Sprawa subwencji PiS: W sierpniu PKW odrzuciła sprawozdanie finansowe PiS za wybory parlamentarne w 2023 r. Powodem były nieprawidłowości związane z korzystaniem w kampanii ze środków publicznych. Nieuznawana przez obecną koalicję rządzącą Izba Kontroli Nadzwyczajnej i Spraw Publicznych na początku grudnia uwzględniła skargę PiS. Pod koniec grudnia PKW zdecydowała się w nowej uchwale przyjąć sprawozdanie PiS. Jednocześnie dodała, że „nie przesądza przy tym, że Izba Kontroli Nadzwyczajnej i Spraw Publicznych jest sądem w rozumieniu Konstytucji Rzeczypospolitej Polskiej i nie przesądza o skuteczności orzeczenia„. Według PKW PiS powinien otrzymać łącznie ponad 38 mln zł.

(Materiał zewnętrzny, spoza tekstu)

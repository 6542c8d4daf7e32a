//! Run outcome and per-scene status.

use std::path::PathBuf;

use serde::Serialize;

use mvgen_project_model::{RunState, SceneStage};

/// A scene that did not make it to the timeline.
#[derive(Debug, Clone, PartialEq, Serialize)]
pub struct SceneFailure {
    pub scene_id: String,
    /// Stage the scene was in when it failed, or `cancelled`.
    pub stage: SceneStage,
    pub error: String,
}

/// Outcome of a pipeline invocation.
#[derive(Debug, Clone, PartialEq, Serialize)]
pub struct PipelineReport {
    pub project: String,
    /// Reconciled scenes, manifest order.
    pub succeeded: Vec<String>,
    pub failed: Vec<SceneFailure>,
    /// Scenes not attempted yet.
    pub pending: Vec<String>,
    /// Final output, when one was written.
    pub output_path: Option<PathBuf>,
    pub total_duration_secs: Option<f64>,
}

impl PipelineReport {
    pub(crate) fn from_state(state: &RunState, total_duration_secs: Option<f64>) -> Self {
        let mut report = Self {
            project: state.project_name.clone(),
            succeeded: Vec::new(),
            failed: Vec::new(),
            pending: Vec::new(),
            output_path: state.output_path.clone(),
            total_duration_secs,
        };
        for record in &state.scenes {
            match record.stage {
                SceneStage::Reconciled => report.succeeded.push(record.scene_id.clone()),
                SceneStage::Failed => report.failed.push(SceneFailure {
                    scene_id: record.scene_id.clone(),
                    stage: record.failed_during.unwrap_or(SceneStage::Failed),
                    error: record
                        .error
                        .clone()
                        .unwrap_or_else(|| "unknown error".to_string()),
                }),
                SceneStage::Cancelled => report.failed.push(SceneFailure {
                    scene_id: record.scene_id.clone(),
                    stage: SceneStage::Cancelled,
                    error: "cancelled".to_string(),
                }),
                _ => report.pending.push(record.scene_id.clone()),
            }
        }
        report
    }

    /// Every scene reconciled and the output written.
    pub fn is_success(&self) -> bool {
        self.failed.is_empty() && self.pending.is_empty() && self.output_path.is_some()
    }

    /// `0` on success, `2` when a partial output was written, `1` otherwise.
    pub fn exit_code(&self) -> i32 {
        if self.is_success() {
            0
        } else if self.output_path.is_some() {
            2
        } else {
            1
        }
    }

    pub fn failed_ids(&self) -> Vec<&str> {
        self.failed.iter().map(|f| f.scene_id.as_str()).collect()
    }
}

/// One row of `mvgen status`.
#[derive(Debug, Clone, PartialEq, Serialize)]
pub struct SceneStatus {
    pub scene_id: String,
    pub stage: SceneStage,
    /// `generate` or `file`.
    pub source: &'static str,
    pub target_secs: f64,
    /// Native duration of the resolved asset.
    pub native_secs: Option<f64>,
    /// Reconcile plan label (`trim`, `loop`, ...).
    pub plan: Option<&'static str>,
    pub attempts: u32,
    pub asset_path: Option<PathBuf>,
    pub error: Option<String>,
}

Reakcja ministra finansów: W środę Andrzej Domański stwierdził w wydanym oświadczeniu m.in., że uchwała PKW jest „wewnętrznie sprzeczna”. Zaznaczył, że w Ministerstwie Finansów przeprowadzone zostały szczegółowe analizy prawne i zwrócił się do PKW o „dokonanie wykładni uchwały, czyli wyjaśnienia wątpliwości co do jej treści„.

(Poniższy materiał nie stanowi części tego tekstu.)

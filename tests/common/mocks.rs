//! Mock of a byte sink such as std::fs::File;
use mockall::mock;

use std::io::{self, Write};

mock! {
    pub File {}
    impl Write for File {
        fn write(&mut self, buf: &[u8]) -> io::Result<usize>;
        fn flush(&mut self) -> io::Result<()>;
    }
}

Komentarze dotyczące decyzji Andrzeja Domańskiego:
„Bardzo rozsądne podejście min. Domańskiego do niespójnej uchwały PKW w sprawie pieniędzy dla PiS. Trzeba działać rozważnie, zgodnie z prawem. I z pewnością nie ulegać naciskom partii, która masowo wręcz łamała prawo wyborcze i bezwstydnie wykorzystywała państwowe fundusze do swojej kampanii” – skomentował na portalu X europoseł KO Krzysztof Brejza.
„Piłka wraca na właściwe boisko, czyli PKW. To ten organ jest strażnikiem przepisów Kodeksu Wyborczego i nie powinien przerzucać tej odpowiedzialności na inne organy państwowe. Dobra decyzja Min. A. Domańskiego” – stwierdził z kolei wiceminister sprawiedliwości Arkadiusz Myrcha (KO).
„Słuszna decyzja. PKW powinna podejmować uchwały, a nie rzucać zagadkami” – stwierdził krótko wiceminister cyfryzacji Dariusz Standerski (Nowa Lewica).
„Kłaniają się podstawy czytania ze zrozumieniem. Dla Ministra Finansów to pismo z PKW nie powinno być problematyczne. Widocznie strach przed pryncypałem jest ważniejszy niż polskie prawo” – skomentował były premier Mateusz Morawiecki. W piśmie z 30 grudnia, o którym wspomniał polityk PiS, PKW informowała Domańskiego m.in. o tym, że kwota dotacji przysługującej Prawu i Sprawiedliwości to ok. 38,7 mln zł.
– Nie znam trybu, który pozwala ministrowi wystąpić z takim pytaniem i PKW nie wydaje tego typu interpretacji – mówił w Radiu ZET poseł PiS Sebastian Kaleta. – To jest gierka pewnie Donalda Tuska, która ma doprowadzić do tego, żeby zmienić głosowanie w PKW tak naprawdę, żeby zrobić jeszcze raz głosowanie nad treścią tej uchwały, czego przepisy prawa nie przewidują (…). Minister finansów dostaje uchwałę, płacić i tyle – powiedział.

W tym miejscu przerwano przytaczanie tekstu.